Friday, October 16, 2020

Is Addiction a Choice?


Dear Edahn,

I'm curious on your thoughts about addiction as a disease vs. choice. My life went down some unexpected places and I found myself trying to escape. After a couple of rehabs, and various 12 step programs, I realized that wasn't the path for me. It's hard to see that a blanket treatment works for all, whether its food, gambling or drugs. Cognitive-behavioral therapy would seem to be a better path. Ultimately fixing your path, for me it's finding success in a career. I'm working on it as I have a tendency for self sabotage on jobs. So not following my usual tendencies has worked out so far. I just never could handle the "powerless" aspect of the disease model. 

PEOPLE ALWAYS HAVE a choice to make their lives better. You may not have control over the contents of your body and mind (including your urges), but you certainly have control over how you see and respond to those urges. That applies for all addictions.

To break it down, you're sitting there on your couch and you're like man, I wish I was [fill in the blank]. High? Drunk? Playing a video game? Watching TV? Scrolling on Instagram? Meeting hot single moms in your area? The impulse isn't consciously chosen; it's the product of years of conditioning. (Lifetimes if you subscribe to Buddhist reincarnation.) That's what karma really is, it's not an invisible X-Man.

But there's nothing that forces you to seek out that reward. There's pressure, sure. And you might experience more pressure than others in some particular domain.

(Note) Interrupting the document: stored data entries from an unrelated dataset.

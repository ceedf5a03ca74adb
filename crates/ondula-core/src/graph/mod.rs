//! Composite filter graphs with feedback.
//!
//! A [`CompositeFilter`] wires [`Block`](crate::Block)s together by port and
//! then behaves as a single [`Filter`](crate::Filter) with its own input and
//! output counts. Because a composite is itself a block, graphs nest to any
//! depth.
//!
//! # Evaluation model
//!
//! There is no compile step and no schedule. Each call to
//! [`compute_one_step()`](crate::Filter::compute_one_step) pushes values
//! through the graph recursively:
//!
//! - a node fires once every one of its input slots holds a value;
//! - a [`Delay`](crate::Delay) fires twice per step: first it emits the value
//!   stored on a previous step, later it accepts this step's input;
//! - a feedback loop is therefore computable exactly when it contains a delay.
//!
//! Wiring rules (every port connected, every block fully wired) are checked
//! eagerly and exposed through [`CompositeFilter::is_valid()`]. Loops without
//! a delay can only be detected by running a step, which then fails with
//! [`FilterError::IncompleteGraph`](crate::FilterError::IncompleteGraph).
//!
//! # no_std Support
//!
//! This module is `no_std` compatible with `alloc`.

pub mod composite;
pub mod edge;
pub mod node;
mod propagation;

pub use composite::{CompositeFilter, GraphError};
pub use edge::Connection;
pub use node::NodeId;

But that doesn't mean you're compelled to do it. That's loser talk. That's giving-up-your-independence talk. That's not-taking-responsibility-for-your-life talk.

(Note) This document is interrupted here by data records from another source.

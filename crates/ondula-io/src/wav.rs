//! Frame-at-a-time WAV reading and writing.
//!
//! A *frame* is one sample per channel, which is exactly what a filter with
//! `channels` inputs consumes per step. Integer PCM is normalized to
//! `[-1, 1)` on read and scaled back (with clamping) on write; 32-bit files
//! are IEEE float.

use crate::{Error, Result};
use hound::{SampleFormat, WavReader, WavWriter};
use std::fs::File;
use std::io::{BufReader, BufWriter};
use std::path::Path;

/// WAV audio encoding format.
#[derive(Debug, Clone, Copy, PartialEq, Eq)]
pub enum WavFormat {
    /// Linear PCM (integer samples).
    Pcm,
    /// IEEE 754 floating-point samples.
    IeeeFloat,
}

/// WAV file metadata extracted without loading sample data.
#[derive(Debug, Clone)]
pub struct WavInfo {
    /// Number of audio channels.
    pub channels: u16,
    /// Sample rate in Hz.
    pub sample_rate: u32,
    /// Bit depth per sample.
    pub bits_per_sample: u16,
    /// Total number of frames (samples per channel).
    pub num_frames: u64,
    /// Duration in seconds.
    pub duration_secs: f64,
    /// Audio encoding format.
    pub format: WavFormat,
}

/// Read WAV metadata without loading sample data.
pub fn read_wav_info<P: AsRef<Path>>(path: P) -> Result<WavInfo> {
    let reader = WavReader::open(path)?;
    let spec = reader.spec();
    let num_frames = u64::from(reader.duration());
    let duration_secs = num_frames as f64 / f64::from(spec.sample_rate);

    let format = match spec.sample_format {
        SampleFormat::Float => WavFormat::IeeeFloat,
        SampleFormat::Int => WavFormat::Pcm,
    };

    Ok(WavInfo {
        channels: spec.channels,
        sample_rate: spec.sample_rate,
        bits_per_sample: spec.bits_per_sample,
        num_frames,
        duration_secs,
        format,
    })
}

/// WAV file specification.
///
/// 32 bits per sample means IEEE float; 8, 16 and 24 mean integer PCM.
#[derive(Debug, Clone, Copy, PartialEq, Eq)]
pub struct WavSpec {
    /// Number of audio channels.
    pub channels: u16,
    /// Sample rate in Hz (e.g., 44100, 48000).
    pub sample_rate: u32,
    /// Bit depth per sample (8, 16, 24 or 32).
    pub bits_per_sample: u16,
}

impl WavSpec {
    /// Fails unless the bit depth is one this crate can write.
    pub fn check(&self) -> Result<()> {
        match self.bits_per_sample {
            8 | 16 | 24 | 32 => Ok(()),
            bits => Err(Error::UnsupportedFormat(format!("{bits}-bit samples"))),
        }
    }

    fn is_float(&self) -> bool {
        self.bits_per_sample == 32
    }

    /// Full-scale magnitude for integer PCM.
    fn int_scale(&self) -> f32 {
        (1i64 << (self.bits_per_sample - 1)) as f32
    }
}

impl Default for WavSpec {
    fn default() -> Self {
        Self {
            channels: 1,
            sample_rate: 44100,
            bits_per_sample: 16,
        }
    }
}

impl From<hound::WavSpec> for WavSpec {
    fn from(spec: hound::WavSpec) -> Self {
        Self {
            channels: spec.channels,
            sample_rate: spec.sample_rate,
            bits_per_sample: spec.bits_per_sample,
        }
    }
}

impl From<WavSpec> for hound::WavSpec {
    fn from(spec: WavSpec) -> Self {
        hound::WavSpec {
            channels: spec.channels,
            sample_rate: spec.sample_rate,
            bits_per_sample: spec.bits_per_sample,
            sample_format: if spec.is_float() {
                SampleFormat::Float
            } else {
                SampleFormat::Int
            },
        }
    }
}

/// Reads a WAV file one frame at a time.
///
/// Also an [`Iterator`] over `Result<Vec<f32>>`.
pub struct WavFrameSource {
    reader: WavReader<BufReader<File>>,
    spec: WavSpec,
    float: bool,
    scale: f32,
}

impl WavFrameSource {
    /// Opens `path` for reading.
    pub fn open<P: AsRef<Path>>(path: P) -> Result<Self> {
        let reader = WavReader::open(path)?;
        let raw = reader.spec();
        let spec = WavSpec::from(raw);
        Ok(Self {
            reader,
            spec,
            float: raw.sample_format == SampleFormat::Float,
            scale: spec.int_scale(),
        })
    }

    /// Format of the file being read.
    pub fn spec(&self) -> WavSpec {
        self.spec
    }

    /// Number of channels, i.e. samples per frame.
    pub fn channels(&self) -> usize {
        usize::from(self.spec.channels)
    }

    /// Total frames in the file, read or not.
    pub fn total_frames(&self) -> u64 {
        u64::from(self.reader.duration())
    }

    /// Reads the next frame, or `None` at end of file.
    ///
    /// A trailing partial frame is treated as end of file.
    pub fn next_frame(&mut self) -> Result<Option<Vec<f32>>> {
        let channels = self.channels();
        let frame: Vec<f32> = if self.float {
            self.reader
                .samples::<f32>()
                .take(channels)
                .collect::<std::result::Result<_, _>>()?
        } else {
            let scale = self.scale;
            self.reader
                .samples::<i32>()
                .take(channels)
                .map(|s| s.map(|v| v as f32 / scale))
                .collect::<std::result::Result<_, _>>()?
        };

        if frame.len() < channels || channels == 0 {
            return Ok(None);
        }
        Ok(Some(frame))
    }
}

impl Iterator for WavFrameSource {
    type Item = Result<Vec<f32>>;

    fn next(&mut self) -> Option<Self::Item> {
        self.next_frame().transpose()
    }
}

/// Writes a WAV file one frame at a time.
///
/// Call [`finalize()`](Self::finalize) when done; dropping the sink without
/// it leaves a header with the wrong length.
pub struct WavFrameSink {
    writer: WavWriter<BufWriter<File>>,
    spec: WavSpec,
    frames_written: u64,
}

impl WavFrameSink {
    /// Creates (or truncates) `path` with the given format.
    pub fn create<P: AsRef<Path>>(path: P, spec: WavSpec) -> Result<Self> {
        spec.check()?;
        let writer = WavWriter::create(path, hound::WavSpec::from(spec))?;
        Ok(Self {
            writer,
            spec,
            frames_written: 0,
        })
    }

    /// Format of the file being written.
    pub fn spec(&self) -> WavSpec {
        self.spec
    }

    /// Frames written so far.
    pub fn frames_written(&self) -> u64 {
        self.frames_written
    }

    /// Appends one frame; its length must equal the channel count.
    pub fn write_frame(&mut self, frame: &[f32]) -> Result<()> {
        let expected = usize::from(self.spec.channels);
        if frame.len() != expected {
            return Err(Error::FrameWidth {
                expected,
                got: frame.len(),
            });
        }

        if self.spec.is_float() {
            for &sample in frame {
                self.writer.write_sample(sample)?;
            }
        } else {
            let max_val = self.spec.int_scale();
            for &sample in frame {
                let int_sample = (sample * max_val).clamp(-max_val, max_val - 1.0) as i32;
                self.writer.write_sample(int_sample)?;
            }
        }
        self.frames_written += 1;
        Ok(())
    }

    /// Flushes and patches the WAV header.
    pub fn finalize(self) -> Result<()> {
        self.writer.finalize()?;
        Ok(())
    }
}

/// Reads a whole WAV file as frames.
pub fn read_wav_frames<P: AsRef<Path>>(path: P) -> Result<(Vec<Vec<f32>>, WavSpec)> {
    let source = WavFrameSource::open(path)?;
    let spec = source.spec();
    let frames = source.collect::<Result<Vec<_>>>()?;
    Ok((frames, spec))
}

/// Writes `frames` to a WAV file.
pub fn write_wav_frames<P: AsRef<Path>>(path: P, frames: &[Vec<f32>], spec: WavSpec) -> Result<()> {
    let mut sink = WavFrameSink::create(path, spec)?;
    for frame in frames {
        sink.write_frame(frame)?;
    }
    sink.finalize()
}
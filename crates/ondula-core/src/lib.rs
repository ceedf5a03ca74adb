//! Ondula Core - composite filter graphs with feedback
//!
//! This crate provides a small set of sample-at-a-time DSP primitives and an
//! engine that wires them into arbitrary directed graphs, feedback loops
//! included, which then behave as a single filter.
//!
//! # Core Abstractions
//!
//! ## Filter Contract
//!
//! - [`Filter`] - Object-safe trait: input/output counts, one step, reset
//! - [`FilterError`] - Wrong-length input or a graph that cannot be evaluated
//!
//! ## Primitives
//!
//! - [`Gain`] - Multiply by a constant
//! - [`Addition`] - Sum two inputs
//! - [`Delay`] - Fixed-length FIFO; the element that makes feedback computable
//!
//! ## Graphs
//!
//! - [`Block`] - Tagged variant of everything that can sit in a node
//! - [`CompositeFilter`] - Port-level graph evaluated by recursive push propagation
//! - [`CascadeBuilder`] - Series chains in one call
//!
//! # no_std Support
//!
//! This crate is `no_std` compatible (it needs `alloc`). Disable the default
//! `std` feature in your `Cargo.toml`:
//!
//! ```toml
//! [dependencies]
//! ondula-core = { version = "0.1", default-features = false }
//! ```
//!
//! Enable the `tracing` feature to log wiring and step failures.
//!
//! # Example
//!
//! ```rust
//! use ondula_core::{CascadeBuilder, CompositeFilter, Delay, Filter, Gain};
//!
//! // Half-level copy of the input, three samples late.
//! let mut filter: CompositeFilter = CascadeBuilder::new()
//!     .push(Delay::new(3))
//!     .push(Gain::new(0.5))
//!     .build()?;
//!
//! let out: Vec<f32> = [1.0, 0.0, 0.0, 0.0]
//!     .iter()
//!     .map(|&x| filter.compute_one_step(&[x]).unwrap()[0])
//!     .collect();
//! assert_eq!(out, vec![0.0, 0.0, 0.0, 0.5]);
//! # Ok::<(), ondula_core::GraphError>(())
//! ```

#![cfg_attr(not(feature = "std"), no_std)]

#[cfg(not(feature = "std"))]
extern crate alloc;

pub mod addition;
pub mod block;
pub mod cascade;
pub mod delay;
pub mod filter;
pub mod gain;
pub mod graph;

// Re-export main types at crate root
pub use addition::Addition;
pub use block::Block;
pub use cascade::{CascadeBuilder, chain};
pub use delay::Delay;
pub use filter::{Filter, FilterError, check_input_len};
pub use gain::Gain;
pub use graph::{CompositeFilter, Connection, GraphError, NodeId};
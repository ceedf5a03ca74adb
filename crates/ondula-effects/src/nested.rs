//! Nested all-pass: an all-pass whose delay line holds another filter.

use ondula_core::{Addition, Block, CompositeFilter, Delay, Gain, GraphError};

/// All-pass structure with `inner` in series with the delay.
///
/// ```text
/// s[n] = x[n] + gain · y[n]
/// y[n] = -gain · x[n] + D(inner(s))[n]
/// ```
///
/// `inner` must be a one-input, one-output block. With `inner` a unity
/// [`Gain`] this reduces to [`all_pass(gain, delay)`](crate::all_pass).
///
/// # Panics
///
/// Panics if `delay` is zero.
pub fn nested_all_pass(
    inner: impl Into<Block>,
    delay: usize,
    gain: f32,
) -> Result<CompositeFilter, GraphError> {
    let mut filter = CompositeFilter::new(1, 1);
    let head = filter.add_block(Addition::new());
    let body = filter.add_block(inner);
    let line = filter.add_block(Delay::new(delay));
    let feed_forward = filter.add_block(Gain::new(-gain));
    let feedback = filter.add_block(Gain::new(gain));
    let tail = filter.add_block(Addition::new());

    filter.connect_input_to_block(0, head, 0)?;
    filter.connect_block_to_block(feedback, 0, head, 1)?;
    filter.connect_input_to_block(0, feed_forward, 0)?;
    filter.connect_block_to_block(feed_forward, 0, tail, 0)?;
    filter.connect_block_to_block(tail, 0, feedback, 0)?;
    filter.connect_block_to_block(head, 0, body, 0)?;
    filter.connect_block_to_block(body, 0, line, 0)?;
    filter.connect_block_to_block(line, 0, tail, 1)?;
    filter.connect_block_to_output(tail, 0, 0)?;
    Ok(filter)
}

You mentioned self-sabotage. I can relate. I will say a few things about that. One, don't dismiss the power of your mind to figure out what's at the bottom of your habits, impulses, and addictions. Don't be satisfied with what other people pass off as scientific explanation or psychology. Both, in my opinion, have weaknesses in their explanatory power. 

Science tends to think explanations end with biology (like the disease model). I've always found that strange since our biology is just the physical mirror image of what's happening in the mind. One doesn't cause the other. It's the same thing. Oh well. Psychology has different limitations. The point is, don't let that be the end of your understanding. Use your own experience and mind to look carefully and openly at what's going on in your mind and body to see what's really going on. What is it seeking? How's it operating?

If it's self-sabotage, then maybe you're getting some kind of payoff through that process. Maybe you're relieving the stress of feeling judged by others. Maybe you lose a part of yourself in trying to please others that you regain when you're alone. Or maybe you regain in a moment of deep depression. Maybe the addiction is to self-hatred. The mind is tricky, and the things it finds satisfying (its addictions) are not always obvious. But the more you study it, the more you'll start to realize how it ties to other parts of your life. You'll also get better at recognizing when it starts to creep into your experience. 

The next big step is figuring out how to respond to all that content (your urges to do whatever) that comes up. Is it taking a walk? Letting it pass through you? Ignoring it? Laughing at it ironically? Giving it a big, resounding NOPE? You're already trying to figure that out. I'm a big proponent of continuing to experiment and see what happens.

Ultimately, we all have the same fundamental job in life: to learn to perceive our karma--i.e., our habitual, addictive patterns of thinking and feeling--instead of becoming it. We're all struggling with addiction, and we all have the power to choose what to do with it.